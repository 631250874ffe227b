//! Shortest paths between two cells of an occupancy grid.
//!
//! [`search`] reports why a path couldn't be found, while [`find_path`] keeps
//! the plain contract of returning an empty sequence for every failure.

use thiserror::Error;

use crate::algorithms::astar::AStarSearch;
use crate::algorithms::astar::SearchStats;
use crate::problems::grid_2d::Cell;
use crate::problems::grid_2d::Grid2DAction;
use crate::problems::grid_2d::Grid2DCost;
use crate::problems::grid_2d::Grid2DHeuristicManhattanDistance;
use crate::problems::grid_2d::Grid2DProblem;
use crate::problems::grid_2d::Grid2DSpace;
use crate::problems::grid_2d::Grid2DSpaceError;
use crate::space::Path;
use crate::space::Space;

pub type Grid2DPath = Path<Cell, Grid2DAction, Grid2DCost>;

pub type Grid2DAStarSearch<'s> = AStarSearch<
    Grid2DHeuristicManhattanDistance,
    Grid2DProblem<'s>,
    Grid2DSpace,
    Cell,
    Grid2DAction,
    Grid2DCost,
>;

#[derive(Debug, Error, Clone, Copy, PartialEq, Eq)]
pub enum PathError {
    #[error("Start {0} is outside the grid")]
    StartOutOfBounds(Cell),
    #[error("Start {0} is blocked")]
    StartBlocked(Cell),
    #[error("Goal {0} is outside the grid")]
    GoalOutOfBounds(Cell),
    #[error("Goal {0} is blocked")]
    GoalBlocked(Cell),
    #[error("No path from {start} to {goal}")]
    NoPath { start: Cell, goal: Cell },
}

impl PathError {
    /// Whether the endpoints were rejected before searching.
    pub fn is_invalid_input(&self) -> bool {
        !matches!(self, PathError::NoPath { .. })
    }
}

/// Checks the endpoints, start first, bounds before occupancy.
pub fn validate(space: &Grid2DSpace, start: Cell, goal: Cell) -> Result<(), PathError> {
    if !space.valid(&start) {
        return Err(PathError::StartOutOfBounds(start));
    }
    if !space.is_free(&start) {
        return Err(PathError::StartBlocked(start));
    }
    if !space.valid(&goal) {
        return Err(PathError::GoalOutOfBounds(goal));
    }
    if !space.is_free(&goal) {
        return Err(PathError::GoalBlocked(goal));
    }
    Ok(())
}

/// Finds a shortest path, handing back the search that ran for it.
///
/// There is no search when the endpoints are rejected or `start == goal`.
pub fn run_search<'s>(
    space: &'s Grid2DSpace,
    start: Cell,
    goal: Cell,
) -> (Result<Grid2DPath, PathError>, Option<Grid2DAStarSearch<'s>>) {
    if let Err(e) = validate(space, start, goal) {
        log::debug!("Rejected endpoints: {e}");
        return (Err(e), None);
    }
    if start == goal {
        return (Ok(Path::new_from_start(start)), None);
    }

    let mut search = Grid2DAStarSearch::new(Grid2DProblem::new(space, start, goal));
    let path = search.find_path().ok_or(PathError::NoPath { start, goal });
    (path, Some(search))
}

/// Finds a shortest path, also returning the work the search took.
pub fn solve(
    space: &Grid2DSpace,
    start: Cell,
    goal: Cell,
) -> (Result<Grid2DPath, PathError>, SearchStats) {
    let (path, search) = run_search(space, start, goal);
    let stats = search.map(|s| s.stats()).unwrap_or_default();
    (path, stats)
}

/// Finds a shortest path from `start` to `goal`, both included.
pub fn search(space: &Grid2DSpace, start: Cell, goal: Cell) -> Result<Vec<Cell>, PathError> {
    solve(space, start, goal).0.map(Path::into_states)
}

/// Finds a shortest path over raw occupancy flags, `0` free and `1` blocked.
///
/// Malformed grids are rejected. Endpoints outside the grid or on walls, and
/// unreachable goals, give an empty path.
pub fn find_path(
    rows: &[Vec<u8>],
    start: (i64, i64),
    goal: (i64, i64),
) -> Result<Vec<Cell>, Grid2DSpaceError> {
    let space = Grid2DSpace::try_from(rows)?;

    let (Some(start_cell), Some(goal_cell)) =
        (space.cell(start.0, start.1), space.cell(goal.0, goal.1))
    else {
        log::debug!("Endpoints {start:?} -> {goal:?} fall outside the grid");
        return Ok(vec![]);
    };

    match search(&space, start_cell, goal_cell) {
        Ok(path) => Ok(path),
        Err(e) => {
            log::debug!("{e}");
            Ok(vec![])
        }
    }
}

#[cfg(test)]
mod tests {
    use super::*;

    use std::collections::VecDeque;

    use indoc::indoc;
    use rand_chacha::ChaCha8Rng;
    use rand_chacha::rand_core::SeedableRng;
    use rustc_hash::FxHashMap;

    use crate::problem::Problem;
    use crate::problems::grid_2d::parse_problem;

    fn c(x: u32, y: u32) -> Cell {
        Cell::new(x, y).unwrap()
    }

    fn demo_rows() -> Vec<Vec<u8>> {
        vec![
            vec![0, 0, 0, 0, 0, 0, 0, 0],
            vec![0, 0, 0, 1, 0, 0, 0, 0],
            vec![0, 0, 0, 1, 0, 0, 0, 0],
            vec![0, 0, 0, 1, 0, 0, 0, 0],
            vec![0, 0, 0, 1, 0, 0, 0, 0],
            vec![0, 0, 0, 0, 0, 0, 0, 0],
        ]
    }

    /// Asserts unit orthogonal steps over free cells between the endpoints.
    fn assert_valid(space: &Grid2DSpace, path: &[Cell], start: Cell, goal: Cell) {
        assert_eq!(path.first(), Some(&start));
        assert_eq!(path.last(), Some(&goal));
        for cell in path {
            assert!(space.is_free(cell), "{cell} is not free");
        }
        for pair in path.windows(2) {
            assert!(pair[0].is_adjacent(&pair[1]), "{} -> {}", pair[0], pair[1]);
        }
    }

    /// Breadth-first distances from `start`, the reference for optimality.
    fn bfs_distance(space: &Grid2DSpace, start: Cell, goal: Cell) -> Option<usize> {
        let mut distance = FxHashMap::default();
        distance.insert(start, 0usize);
        let mut queue = VecDeque::from([start]);
        while let Some(cell) = queue.pop_front() {
            if cell == goal {
                return distance.get(&cell).copied();
            }
            let d = distance[&cell];
            for (next, _) in space.neighbours(&cell) {
                if !distance.contains_key(&next) {
                    distance.insert(next, d + 1);
                    queue.push_back(next);
                }
            }
        }
        None
    }

    #[test]
    fn demo_grid_detours_around_the_wall() {
        let rows = demo_rows();
        let path = find_path(&rows, (0, 0), (7, 5)).unwrap();
        assert_eq!(path.len() - 1, 12);

        let space = Grid2DSpace::try_from(rows.as_slice()).unwrap();
        assert_valid(&space, &path, c(0, 0), c(7, 5));
        assert!(
            path.iter()
                .any(|cell| cell.x() == 3 && (cell.y() == 0 || cell.y() == 5))
        );
    }

    #[test]
    fn open_grid_takes_manhattan_steps() {
        let rows = vec![vec![0; 3]; 3];
        let path = find_path(&rows, (0, 0), (2, 2)).unwrap();
        assert_eq!(path.len() - 1, 4);

        let space = Grid2DSpace::new_empty_with_dimensions(9, 7).unwrap();
        for (start, goal) in [
            (c(0, 0), c(8, 6)),
            (c(8, 6), c(0, 0)),
            (c(4, 3), c(4, 0)),
            (c(0, 6), c(8, 0)),
        ] {
            let path = search(&space, start, goal).unwrap();
            assert_eq!(path.len() - 1, start.manhattan_distance(&goal) as usize);
            assert_valid(&space, &path, start, goal);
        }
    }

    #[test]
    fn blocked_goal_is_empty() {
        let mut rows = demo_rows();
        rows[5][7] = 1;
        assert_eq!(find_path(&rows, (0, 0), (7, 5)), Ok(vec![]));

        let space = Grid2DSpace::try_from(rows.as_slice()).unwrap();
        assert_eq!(
            search(&space, c(0, 0), c(7, 5)),
            Err(PathError::GoalBlocked(c(7, 5)))
        );
    }

    #[test]
    fn invalid_endpoints_are_empty() {
        let rows = demo_rows();
        for (start, goal) in [
            ((-1, 0), (7, 5)),
            ((0, -1), (7, 5)),
            ((0, 0), (8, 5)),
            ((0, 0), (7, 6)),
            ((8, 0), (0, 0)),
            ((3, 1), (0, 0)),
            ((0, 0), (3, 4)),
            ((i64::MAX, 0), (0, 0)),
        ] {
            assert_eq!(find_path(&rows, start, goal), Ok(vec![]), "{start:?} {goal:?}");
        }
    }

    #[test]
    fn invalid_endpoints_precedence() {
        let space = Grid2DSpace::try_from(demo_rows().as_slice()).unwrap();
        let outside = c(20, 20);
        let wall = c(3, 2);

        assert_eq!(
            search(&space, outside, wall),
            Err(PathError::StartOutOfBounds(outside))
        );
        assert_eq!(
            search(&space, wall, outside),
            Err(PathError::StartBlocked(wall))
        );
        assert_eq!(
            search(&space, c(0, 0), outside),
            Err(PathError::GoalOutOfBounds(outside))
        );
        // Validation happens before the start == goal shortcut.
        assert_eq!(search(&space, wall, wall), Err(PathError::StartBlocked(wall)));
        assert!(PathError::GoalBlocked(wall).is_invalid_input());
    }

    #[test]
    fn start_is_goal() {
        let rows = demo_rows();
        assert_eq!(find_path(&rows, (2, 3), (2, 3)), Ok(vec![c(2, 3)]));

        let space = Grid2DSpace::try_from(rows.as_slice()).unwrap();
        let (path, stats) = solve(&space, c(5, 5), c(5, 5));
        let path = path.unwrap();
        assert!(path.is_empty());
        assert_eq!(path.cost(), 0);
        assert_eq!(stats, SearchStats::default());

        let (path, search) = run_search(&space, c(5, 5), c(5, 5));
        assert_eq!(path.map(Path::into_states), Ok(vec![c(5, 5)]));
        assert!(search.is_none());
    }

    #[test]
    fn run_search_keeps_the_search() {
        let space = Grid2DSpace::try_from(demo_rows().as_slice()).unwrap();

        let (path, search) = run_search(&space, c(3, 1), c(0, 0));
        assert_eq!(path, Err(PathError::StartBlocked(c(3, 1))));
        assert!(search.is_none());

        let (path, search) = run_search(&space, c(0, 0), c(7, 5));
        assert_eq!(path.unwrap().len(), 12);
        let search = search.unwrap();
        assert_eq!(search.problem().goal(), c(7, 5));
        assert_eq!(search.stats(), solve(&space, c(0, 0), c(7, 5)).1);

        let mut report = Vec::new();
        search.write_stats(&mut report).unwrap();
        assert!(String::from_utf8(report).unwrap().starts_with("AStarSearch Stats:"));
    }

    #[test]
    fn unreachable_goal_is_no_path() {
        let (space, start, goal) = parse_problem(indoc! {"
            S..#...
            ...#.G.
            ...#...
        "})
        .unwrap();
        let (path, stats) = solve(&space, start, goal);
        assert_eq!(path, Err(PathError::NoPath { start, goal }));
        assert!(!PathError::NoPath { start, goal }.is_invalid_input());
        assert_eq!(stats.expanded, 9);

        let rows = vec![vec![0, 1, 0]];
        assert_eq!(find_path(&rows, (0, 0), (2, 0)), Ok(vec![]));
    }

    #[test]
    fn malformed_grids_are_rejected() {
        let ragged = vec![vec![0, 0, 0], vec![0, 0]];
        assert_eq!(
            find_path(&ragged, (0, 0), (1, 1)),
            Err(Grid2DSpaceError::Ragged {
                row: 1,
                expected: 3,
                found: 2
            })
        );
        assert_eq!(find_path(&[], (0, 0), (0, 0)), Err(Grid2DSpaceError::Empty));
    }

    #[test]
    fn repeated_searches_agree() {
        let rows = demo_rows();
        let first = find_path(&rows, (0, 0), (7, 5)).unwrap();
        for _ in 0..5 {
            assert_eq!(find_path(&rows, (0, 0), (7, 5)).unwrap(), first);
        }
    }

    #[test]
    fn random_grids_match_breadth_first_search() {
        let mut rng = ChaCha8Rng::seed_from_u64(0);
        let mut found = 0;
        for _ in 0..100 {
            let space = Grid2DSpace::random(&mut rng, 17, 11, 0.3).unwrap();
            let (Some(start), Some(goal)) =
                (space.random_free_cell(&mut rng), space.random_free_cell(&mut rng))
            else {
                continue;
            };

            match search(&space, start, goal) {
                Ok(path) => {
                    found += 1;
                    assert_valid(&space, &path, start, goal);
                    assert_eq!(Some(path.len() - 1), bfs_distance(&space, start, goal));
                    assert_eq!(search(&space, start, goal), Ok(path));
                }
                Err(e) => {
                    assert_eq!(e, PathError::NoPath { start, goal });
                    assert_eq!(bfs_distance(&space, start, goal), None);
                }
            }
        }
        assert!(found > 0);
    }
}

- Your objective -
Return each line of the records above in which the word "solve" occurs.

- Response area -
pub fn solve(
    solve(space, start, goal).0.map(Path::into_states)
        let (path, stats) = solve(&space, c(5, 5), c(5, 5));
        assert_eq!(search.stats(), solve(&space, c(0, 0), c(7, 5)).1);
        let (path, stats) = solve(&space, start, goal);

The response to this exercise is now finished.